Chemically and virally transformed cells able to grow without anchorage in serum‐free medium: Evidence for an autocrine growth factor

BA 10‐IR transformed cells, obtained by treating Syrian hamster embryo fibroblasts (HEF) with 7‐methylbenz(a)anthracene and cultivated for a long period, are highly tumorigenic and grow in suspension as aggregates (spheroids) (Levy et al., 1976).
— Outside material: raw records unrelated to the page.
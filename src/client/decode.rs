//! Adaptive decoding of successful hub responses.
//!
//! The hub answers with JSON for most endpoints but with plain text for
//! template rendering and some scalar results. The policy is explicit:
//! empty body, then JSON, then raw text.

use serde_json::{Map, Value};

/// Result of decoding a 2xx response body.
#[derive(Debug, Clone, PartialEq)]
pub enum DecodedBody {
    /// Zero-length body.
    Empty,
    /// Body parsed as JSON.
    Json(Value),
    /// Body that is not valid JSON, returned verbatim.
    Text(String),
}

impl DecodedBody {
    /// Collapse into the value handed back to callers: `{}` for an empty
    /// body, the parsed document, or the raw string.
    pub fn into_value(self) -> Value {
        match self {
            DecodedBody::Empty => Value::Object(Map::new()),
            DecodedBody::Json(value) => value,
            DecodedBody::Text(text) => Value::String(text),
        }
    }
}

/// Classify a response body.
pub fn decode_body(raw: &str) -> DecodedBody {
    if raw.is_empty() {
        return DecodedBody::Empty;
    }
    match serde_json::from_str::<Value>(raw) {
        Ok(value) => DecodedBody::Json(value),
        Err(_) => DecodedBody::Text(raw.to_string()),
    }
}

#[cfg(test)]
mod tests {
    use super::*;
    use serde_json::json;

    #[test]
    fn test_empty_body() {
        assert_eq!(decode_body(""), DecodedBody::Empty);
        assert_eq!(decode_body("").into_value(), json!({}));
    }

    #[test]
    fn test_json_body() {
        assert_eq!(
            decode_body(r#"{"message": "API running."}"#),
            DecodedBody::Json(json!({"message": "API running."}))
        );
        assert_eq!(decode_body("[1,2]").into_value(), json!([1, 2]));
        // scalar JSON documents are still JSON
        assert_eq!(decode_body("42").into_value(), json!(42));
    }

    #[test]
    fn test_text_body_is_unmodified() {
        assert_eq!(
            decode_body("plain text result"),
            DecodedBody::Text("plain text result".to_string())
        );
        assert_eq!(
            decode_body("  22.5 °C\n").into_value(),
            Value::String("  22.5 °C\n".to_string())
        );
    }
}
They also grow in attached form or as spheroids in serumfree (S−) synthetic medium, without insulin and transferrin, and form anchorage‐independent (AI) colonies in this same, but semi‐solid, medium. This exceptional phenotype was acquired stepwise, after other transformation parameters, and appears to be related to the capacity of the transformed cells to respond to a mitogenic growth factor which they secrete. The response to this autocrine factor is amplified by insulin and transferrin. Untransformed HEF, at late and early passages, and also mouse and rat embryo fibroblasts, secrete factors equally active on BA 10‐IR cells; but HEF do not respond, in S− medium, to their factor, or that of BA10‐IR cells. Rat FR3T3 fibroblasts transformed by Kirsten murine sarcoma virus (FR3T3‐Ki cells) also form AI colonies in semi‐solid S− medium, secrete an autocrine factor potentiated by insulin and transferrin, and respond to the factors active on BA10‐IR cells. However, they form far fewer colonies without additives, and respond as well to the mitogenic factors only in the presence of insulin and transferrin.